Management of confirmed cases involves ‘optimised supportive care’, with management of pain, nutrition and collateral infections. There is no approved vaccine for infections caused by the Bundibugyo virus.
Ebola evokes a lot of nervousness in healthcare circles in Nigeria. The successful containment exercise carried out in 2014 under the Babatunde Raji Fashola government in Lagos is used as Case Study in some parts of the world. There is even a Hollywood film – ’93 Days’ – starring Danny Glover, about how the people of Lagos faced down the virus. The long and short of the story is that a Liberian diplomat flew into Lagos with a fever and ended up in a hospital in Obalende. Ameyo Adadevoh led the medical team who attended to the sick diplomat. She had never seen an Ebola case in her life. She had only read about it in books.
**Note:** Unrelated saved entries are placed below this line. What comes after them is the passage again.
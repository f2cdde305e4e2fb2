//! Local Replicas
//!
//! Replica copies held in process, reached without a network hop.

use std::collections::{BTreeMap, BTreeSet, HashMap};
use std::sync::{Arc, Mutex};
use std::time::Duration;
use rand::Rng;

use crate::error::{Error, Result};
use crate::memory::{ErrorFactory, ReplicaWrite, WriteOp};
use crate::replication::{lock, ReplicaResponse, Replicas, ReplicationMode};
use crate::shard::{AllocationId, SeqNo, ShardId, ShardRouting, NO_OPS_PERFORMED};

/// A call received by a replica
#[derive(Debug, Clone, PartialEq, Eq)]
pub struct ReplicaCall {
    pub allocation_id: AllocationId,
    pub seq_no: SeqNo,
    pub primary_term: u64,
    pub global_checkpoint: SeqNo,
    pub max_seq_no_of_updates_or_deletes: SeqNo,
    pub mode: ReplicationMode,
}

#[derive(Debug)]
struct ReplicaCopy {
    docs: BTreeMap<String, SeqNo>,
    /// Processed sequence numbers above the local checkpoint
    processed: BTreeSet<SeqNo>,
    local_checkpoint: SeqNo,
    global_checkpoint: SeqNo,
    primary_term: u64,
}

impl Default for ReplicaCopy {
    fn default() -> Self {
        Self {
            docs: BTreeMap::new(),
            processed: BTreeSet::new(),
            local_checkpoint: NO_OPS_PERFORMED,
            global_checkpoint: NO_OPS_PERFORMED,
            primary_term: 0,
        }
    }
}

impl ReplicaCopy {
    fn apply(&mut self, write: &ReplicaWrite) {
        if write.seq_no <= self.local_checkpoint || !self.processed.insert(write.seq_no) {
            return;
        }
        match &write.op {
            WriteOp::Index { id, .. } => {
                self.docs.insert(id.clone(), write.seq_no);
            }
            WriteOp::Delete { id } => {
                self.docs.remove(id);
            }
            WriteOp::Noop => {}
        }
        while self.processed.remove(&(self.local_checkpoint + 1)) {
            self.local_checkpoint += 1;
        }
    }

    fn response(&self) -> ReplicaResponse {
        ReplicaResponse {
            local_checkpoint: self.local_checkpoint,
            global_checkpoint: self.global_checkpoint,
        }
    }
}

struct Fault {
    remaining: Option<usize>,
    error: ErrorFactory,
}

/// In-process replica transport
#[derive(Default)]
pub struct LocalReplicas {
    copies: Mutex<HashMap<AllocationId, ReplicaCopy>>,
    faults: Mutex<HashMap<AllocationId, Fault>>,
    calls: Mutex<Vec<ReplicaCall>>,
    failed_shards: Mutex<Vec<(AllocationId, String)>>,
    stale_marked: Mutex<Vec<AllocationId>>,
    fail_shard_error: Mutex<Option<ErrorFactory>>,
    mark_stale_error: Mutex<Option<ErrorFactory>>,
    max_latency: Duration,
}

impl LocalReplicas {
    pub fn new() -> Self {
        Self::default()
    }

    /// Delay every call by a random duration up to `max_latency`
    pub fn with_max_latency(mut self, max_latency: Duration) -> Self {
        self.max_latency = max_latency;
        self
    }

    /// Fail the next `times` calls to `allocation_id`
    pub fn fail_next<F>(&self, allocation_id: &AllocationId, times: usize, error: F)
    where
        F: Fn() -> Error + Send + Sync + 'static,
    {
        lock(&self.faults).insert(
            allocation_id.clone(),
            Fault { remaining: Some(times), error: Arc::new(error) },
        );
    }

    /// Fail every call to `allocation_id`
    pub fn fail_always<F>(&self, allocation_id: &AllocationId, error: F)
    where
        F: Fn() -> Error + Send + Sync + 'static,
    {
        lock(&self.faults).insert(
            allocation_id.clone(),
            Fault { remaining: None, error: Arc::new(error) },
        );
    }

    /// Make `fail_shard_if_needed` report that the primary was demoted
    pub fn fail_shard_with<F>(&self, error: F)
    where
        F: Fn() -> Error + Send + Sync + 'static,
    {
        *lock(&self.fail_shard_error) = Some(Arc::new(error));
    }

    /// Make `mark_shard_copy_as_stale_if_needed` report that the primary was demoted
    pub fn mark_stale_with<F>(&self, error: F)
    where
        F: Fn() -> Error + Send + Sync + 'static,
    {
        *lock(&self.mark_stale_error) = Some(Arc::new(error));
    }

    pub fn calls(&self) -> Vec<ReplicaCall> {
        lock(&self.calls).clone()
    }

    pub fn calls_to(&self, allocation_id: &AllocationId) -> Vec<ReplicaCall> {
        lock(&self.calls)
            .iter()
            .filter(|c| &c.allocation_id == allocation_id)
            .cloned()
            .collect()
    }

    /// Copies failed through `fail_shard_if_needed`, with the failure message
    pub fn failed_shards(&self) -> Vec<(AllocationId, String)> {
        lock(&self.failed_shards).clone()
    }

    pub fn stale_marked(&self) -> Vec<AllocationId> {
        lock(&self.stale_marked).clone()
    }

    pub fn local_checkpoint(&self, allocation_id: &AllocationId) -> Option<SeqNo> {
        lock(&self.copies).get(allocation_id).map(|c| c.local_checkpoint)
    }

    pub fn global_checkpoint(&self, allocation_id: &AllocationId) -> Option<SeqNo> {
        lock(&self.copies).get(allocation_id).map(|c| c.global_checkpoint)
    }

    pub fn doc_count(&self, allocation_id: &AllocationId) -> usize {
        lock(&self.copies)
            .get(allocation_id)
            .map(|c| c.docs.len())
            .unwrap_or(0)
    }

    async fn receive(
        &self,
        replica: &ShardRouting,
        request: &ReplicaWrite,
        primary_term: u64,
        global_checkpoint: SeqNo,
        max_seq_no_of_updates_or_deletes: SeqNo,
        mode: ReplicationMode,
    ) -> Result<ReplicaResponse> {
        let allocation_id = replica.allocation_id.clone().ok_or_else(|| Error::IllegalShardState {
            shard_id: replica.shard_id.clone(),
            state: replica.state.to_string(),
            reason: "replica has no allocation id".to_string(),
        })?;

        lock(&self.calls).push(ReplicaCall {
            allocation_id: allocation_id.clone(),
            seq_no: request.seq_no,
            primary_term,
            global_checkpoint,
            max_seq_no_of_updates_or_deletes,
            mode,
        });

        if !self.max_latency.is_zero() {
            let millis = rand::thread_rng().gen_range(0..=self.max_latency.as_millis() as u64);
            tokio::time::sleep(Duration::from_millis(millis)).await;
        }

        if let Some(error) = self.injected_fault(&allocation_id) {
            return Err(Error::Remote {
                node: replica.current_node_id.clone().unwrap_or_default(),
                action: "indices:data/write[r]".to_string(),
                source: Box::new(error),
            });
        }

        let mut copies = lock(&self.copies);
        let copy = copies.entry(allocation_id).or_default();
        if primary_term < copy.primary_term {
            return Err(Error::InvalidRequest(format!(
                "{} operation primary term [{}] is too old (current [{}])",
                replica.shard_id, primary_term, copy.primary_term
            )));
        }
        copy.primary_term = primary_term;
        if mode == ReplicationMode::FullReplication {
            copy.apply(request);
        }
        copy.global_checkpoint = copy.global_checkpoint.max(global_checkpoint);
        Ok(copy.response())
    }

    fn injected_fault(&self, allocation_id: &AllocationId) -> Option<Error> {
        let mut faults = lock(&self.faults);
        let fault = faults.get_mut(allocation_id)?;
        match fault.remaining {
            Some(0) => {}
            Some(n) => {
                fault.remaining = Some(n - 1);
                return Some((fault.error)());
            }
            None => return Some((fault.error)()),
        }
        faults.remove(allocation_id);
        None
    }
}

#[async_trait::async_trait]
impl Replicas<ReplicaWrite> for LocalReplicas {
    async fn perform_on(
        &self,
        replica: &ShardRouting,
        request: &ReplicaWrite,
        primary_term: u64,
        global_checkpoint: SeqNo,
        max_seq_no_of_updates_or_deletes: SeqNo,
    ) -> Result<ReplicaResponse> {
        self.receive(
            replica,
            request,
            primary_term,
            global_checkpoint,
            max_seq_no_of_updates_or_deletes,
            ReplicationMode::FullReplication,
        )
        .await
    }

    async fn perform_primary_term_validation(
        &self,
        replica: &ShardRouting,
        request: &ReplicaWrite,
        primary_term: u64,
        global_checkpoint: SeqNo,
        max_seq_no_of_updates_or_deletes: SeqNo,
    ) -> Result<ReplicaResponse> {
        self.receive(
            replica,
            request,
            primary_term,
            global_checkpoint,
            max_seq_no_of_updates_or_deletes,
            ReplicationMode::PrimaryTermValidation,
        )
        .await
    }

    async fn fail_shard_if_needed(
        &self,
        replica: &ShardRouting,
        _primary_term: u64,
        message: &str,
        cause: &Error,
    ) -> Result<()> {
        if let Some(make) = lock(&self.fail_shard_error).as_ref() {
            return Err(make());
        }
        if let Some(allocation_id) = &replica.allocation_id {
            tracing::debug!("{} failing replica {}: {}: {}", replica.shard_id, allocation_id, message, cause);
            lock(&self.failed_shards).push((allocation_id.clone(), message.to_string()));
        }
        Ok(())
    }

    async fn mark_shard_copy_as_stale_if_needed(
        &self,
        shard_id: &ShardId,
        allocation_id: &AllocationId,
        _primary_term: u64,
    ) -> Result<()> {
        if let Some(make) = lock(&self.mark_stale_error).as_ref() {
            return Err(make());
        }
        tracing::debug!("{} marking copy [{}] as stale", shard_id, allocation_id);
        lock(&self.stale_marked).push(allocation_id.clone());
        Ok(())
    }
}

#[cfg(test)]
mod tests {
    use super::*;

    fn write(seq_no: SeqNo, id: &str) -> ReplicaWrite {
        ReplicaWrite {
            shard_id: ShardId::new("logs", 0),
            seq_no,
            primary_term: 1,
            op: WriteOp::Index { id: id.to_string(), source: "{}".to_string() },
        }
    }

    #[test]
    fn test_local_checkpoint_advances_only_over_contiguous_ops() {
        let mut copy = ReplicaCopy::default();
        copy.apply(&write(1, "b"));
        assert_eq!(copy.local_checkpoint, NO_OPS_PERFORMED);

        copy.apply(&write(0, "a"));
        assert_eq!(copy.local_checkpoint, 1);

        copy.apply(&write(3, "d"));
        assert_eq!(copy.local_checkpoint, 1);
        assert_eq!(copy.docs.len(), 3);

        // replays are ignored
        copy.apply(&write(0, "a"));
        assert_eq!(copy.local_checkpoint, 1);
    }

    #[tokio::test]
    async fn test_stale_primary_term_is_rejected() {
        let replicas = LocalReplicas::new();
        let routing = ShardRouting::started(ShardId::new("logs", 0), "node-2", false)
            .with_allocation_id(AllocationId::new("r1"));

        replicas.perform_on(&routing, &write(0, "a"), 2, 0, 0).await.unwrap();
        let err = replicas.perform_on(&routing, &write(1, "b"), 1, 0, 0).await.unwrap_err();
        assert!(matches!(err, Error::InvalidRequest(_)));
        assert_eq!(replicas.local_checkpoint(&AllocationId::new("r1")), Some(0));
    }

    #[tokio::test]
    async fn test_injected_fault_runs_out() {
        let replicas = LocalReplicas::new();
        let id = AllocationId::new("r1");
        let routing = ShardRouting::started(ShardId::new("logs", 0), "node-2", false)
            .with_allocation_id(id.clone());
        replicas.fail_next(&id, 1, || Error::Rejected("queue full".into()));

        let err = replicas.perform_on(&routing, &write(0, "a"), 1, -1, -1).await.unwrap_err();
        assert!(err.is_retryable());
        replicas.perform_on(&routing, &write(0, "a"), 1, -1, -1).await.unwrap();
        assert_eq!(replicas.calls_to(&id).len(), 2);
    }
}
At the Liberian’s bedside, her clinical acumen told her she was seeing one right in front of her. She called for help.
The diplomat was a big shot, and he had come to Nigeria for an important meeting in Abuja. He demanded to be let out to attend his meeting. Ameyo said ‘No’. He put a complaint through to his Ambassador, who tried to pull rank. Still Ameyo said ‘No’, even as the wheels of the State’s emergency response began to turn, and the laboratory confirmed Ameyo’s suspicion that the diplomat’s fever was Ebola.
The medical team in the Obalende hospital saved Lagos, and Nigeria, but they could not save themselves. They had to deal with ‘Patient Zero’ and minister to his needs over several hours before he was evacuated to the isolation facility, with very little of the equipment needed for personal protection.
Nigeria ended up with eight confirmed cases of Ebola, instead of thousands. Out of these, four died, including ‘Patient Zero’, and including Ameyo and some of her staff.
It is understandable why the nation’s Centre for Disease Control, the Nigerian Medical Association and private sector organisations such as the Healthcare Federation of Nigeria are rallying together to optimise ‘Ebola-preparedness’. If the original ‘Patient Zero’ showed up in a private hospital in Obalende in Ebola’s 2014 iteration, the next one could appear in Port Harcourt, or Gwadalada in 2026, God forbid. There would have to be someone like Ameyo, who would be able to activate a response based on their clinical judgement. Hopefully, the workers would have an adequacy of personal protective equipment.
It has been announced that appropriate checks are going on at the entry points to the nation. Hopefully these include land borders, where there is much cultural and trade traffic through the francophone countries.
The Old Students of Queen’s School, Ibadan have built a hall and named it after Ameyo Adadevoh. Nigeria has honoured her with the Order of the Niger – OON. Becoming adept at keeping Ebola out or containing any incursion would be an additional tribute that she would most certainly appreciate. May her soul continue to rest in peace.